If you take a trip across the Internet to learn about copywriting or find a copywriter, you’re likely to walk away with the impression that anyone can be a copywriter. Unfortunately, there are many people out there who claim to be copywriters but have no experience and no knowledge of how copywriting differs from narrative, expository, or any other form of writing. And let me just say right now that I do not think hard sales letters which promise you’ll be a millionaire if you buy this 10-DVD set or similar pie-in-the-sky claims can be included as copywriting. They’re a different animal all together.
So that brings us back to my original question. Can anyone be a copywriter?

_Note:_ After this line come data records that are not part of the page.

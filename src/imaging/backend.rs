//! Raster backend trait and shared types.
//!
//! The [`RasterBackend`] trait is the seam between the sizing core and the
//! library that owns pixels. It covers exactly what a resize needs: decode,
//! resize, canvas/fill/paste for letterboxing, crop, and encode.
//!
//! The production implementation is
//! [`RustBackend`](super::rust_backend::RustBackend), built on the `image`
//! crate. Rasters are plain owned values, so every intermediate buffer is
//! released by `Drop` on all exit paths, including early error returns.

use super::calculations::{Rect, Size};
use super::params::CodecParams;
use crate::options::{Background, Format};
use serde::Serialize;
use thiserror::Error;

#[derive(Error, Debug)]
pub enum BackendError {
    #[error("IO error: {0}")]
    Io(#[from] std::io::Error),
    #[error("Decode failed: {0}")]
    Decode(String),
    #[error("Encode failed: {0}")]
    Encode(String),
}

/// Natural size of a decoded raster.
#[derive(Debug, Clone, Copy, PartialEq, Eq, Serialize)]
pub struct Dimensions {
    pub width: u32,
    pub height: u32,
}

/// Pixel operations the resize pipeline delegates.
///
/// `Sync` so one backend can be shared across a rayon pool.
pub trait RasterBackend: Sync {
    type Raster;

    /// Decode compressed bytes of any supported format.
    fn decode(&self, data: &[u8]) -> Result<Self::Raster, BackendError>;

    fn dimensions(&self, raster: &Self::Raster) -> Dimensions;

    /// Resample to exactly `size`.
    fn resize(&self, raster: &Self::Raster, size: Size) -> Self::Raster;

    /// Blank raster of `size` with the same pixel layout as `like`.
    fn canvas(&self, like: &Self::Raster, size: Size) -> Self::Raster;

    /// Paint the whole raster with one colour.
    fn fill(&self, raster: &mut Self::Raster, color: Background);

    /// Composite `top` onto `canvas` with its top-left corner at `(x, y)`.
    fn paste(&self, canvas: &mut Self::Raster, top: &Self::Raster, x: u32, y: u32);

    /// Copy out the sub-rectangle `rect`.
    fn crop(&self, raster: &Self::Raster, rect: Rect) -> Self::Raster;

    /// Compress with the codec named by `format`.
    fn encode(
        &self,
        raster: &Self::Raster,
        format: Format,
        params: &CodecParams,
    ) -> Result<Vec<u8>, BackendError>;
}

#[cfg(test)]
pub mod tests {
    use super::*;
    use std::sync::Mutex;

    /// Stand-in raster: only the size is tracked.
    #[derive(Debug, Clone, Copy, PartialEq, Eq)]
    pub struct MockRaster {
        pub width: u32,
        pub height: u32,
    }

    /// Mock backend that records operations without touching pixels.
    /// Uses Mutex (not RefCell) so it is Sync and works with rayon's par_iter.
    #[derive(Default)]
    pub struct MockBackend {
        /// Size reported by `decode`; `None` makes decode fail.
        pub decoded: Option<Dimensions>,
        pub fail_encode: bool,
        pub operations: Mutex<Vec<RecordedOp>>,
    }

    #[derive(Debug, Clone, PartialEq)]
    pub enum RecordedOp {
        Decode(usize),
        Resize { width: u32, height: u32 },
        Canvas { width: u32, height: u32 },
        Fill([u8; 3]),
        Paste { x: u32, y: u32, width: u32, height: u32 },
        Crop(Rect),
        Encode { format: Format, params: CodecParams },
    }

    impl MockBackend {
        pub fn new() -> Self {
            Self::default()
        }

        pub fn with_source(width: u32, height: u32) -> Self {
            Self {
                decoded: Some(Dimensions { width, height }),
                ..Self::default()
            }
        }

        pub fn failing_encode(width: u32, height: u32) -> Self {
            Self {
                fail_encode: true,
                ..Self::with_source(width, height)
            }
        }

        pub fn get_operations(&self) -> Vec<RecordedOp> {
            self.operations.lock().unwrap().clone()
        }

        fn record(&self, op: RecordedOp) {
            self.operations.lock().unwrap().push(op);
        }
    }

    impl RasterBackend for MockBackend {
        type Raster = MockRaster;

        fn decode(&self, data: &[u8]) -> Result<MockRaster, BackendError> {
            self.record(RecordedOp::Decode(data.len()));
            self.decoded
                .map(|d| MockRaster {
                    width: d.width,
                    height: d.height,
                })
                .ok_or_else(|| BackendError::Decode("No mock source".to_string()))
        }

        fn dimensions(&self, raster: &MockRaster) -> Dimensions {
            Dimensions {
                width: raster.width,
                height: raster.height,
            }
        }

        fn resize(&self, _raster: &MockRaster, size: Size) -> MockRaster {
            self.record(RecordedOp::Resize {
                width: size.width,
                height: size.height,
            });
            MockRaster {
                width: size.width,
                height: size.height,
            }
        }

        fn canvas(&self, _like: &MockRaster, size: Size) -> MockRaster {
            self.record(RecordedOp::Canvas {
                width: size.width,
                height: size.height,
            });
            MockRaster {
                width: size.width,
                height: size.height,
            }
        }

        fn fill(&self, _raster: &mut MockRaster, color: Background) {
            self.record(RecordedOp::Fill(color.0));
        }

        fn paste(&self, _canvas: &mut MockRaster, top: &MockRaster, x: u32, y: u32) {
            self.record(RecordedOp::Paste {
                x,
                y,
                width: top.width,
                height: top.height,
            });
        }

        fn crop(&self, _raster: &MockRaster, rect: Rect) -> MockRaster {
            self.record(RecordedOp::Crop(rect));
            MockRaster {
                width: rect.width,
                height: rect.height,
            }
        }

        fn encode(
            &self,
            raster: &MockRaster,
            format: Format,
            params: &CodecParams,
        ) -> Result<Vec<u8>, BackendError> {
            self.record(RecordedOp::Encode {
                format,
                params: params.clone(),
            });
            if self.fail_encode {
                return Err(BackendError::Encode("mock encoder failure".to_string()));
            }
            // Encoded payload is the raster size, enough to assert on
            Ok(format!("{}x{}", raster.width, raster.height).into_bytes())
        }
    }

    #[test]
    fn mock_records_decode() {
        let backend = MockBackend::with_source(800, 600);

        let raster = backend.decode(&[1, 2, 3]).unwrap();
        assert_eq!(
            backend.dimensions(&raster),
            Dimensions {
                width: 800,
                height: 600
            }
        );

        let ops = backend.get_operations();
        assert_eq!(ops, vec![RecordedOp::Decode(3)]);
    }

    #[test]
    fn mock_decode_without_source_fails() {
        let backend = MockBackend::new();
        assert!(matches!(backend.decode(&[0]), Err(BackendError::Decode(_))));
    }

    #[test]
    fn mock_records_crop() {
        let backend = MockBackend::new();
        let raster = MockRaster {
            width: 200,
            height: 100,
        };

        let cropped = backend.crop(&raster, Rect::new(50, 0, 100, 100));
        assert_eq!(cropped.width, 100);
        assert!(matches!(
            &backend.get_operations()[0],
            RecordedOp::Crop(Rect { x: 50, width: 100, .. })
        ));
    }
}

My answer to that question is yes — if a person takes the time to learn how to put a sentence together and learns the fundamental theories or marketing, consumer behavior, and targeting. That doesn’t mean you have to have a degree in marketing from a top university (although that can help), but it does mean you need to understand that writing marketing copy requires far more knowledge than grammar, spelling, and the ability to put together clever phrases.
Frankly, I think copywriting should be taught at the university level as a required course for undergraduate marketing majors because the ability to craft effective marketing messages can benefit even the less-creative marketing majors (heck, I had to take 2 semesters of accounting at the undergrad level and another semester in grad school, and I will never, ever be an accountant – copywriting should get the same face time). It would also be a useful course for writing majors, giving them exposure to a completely different form of writing than they’ve ever done before.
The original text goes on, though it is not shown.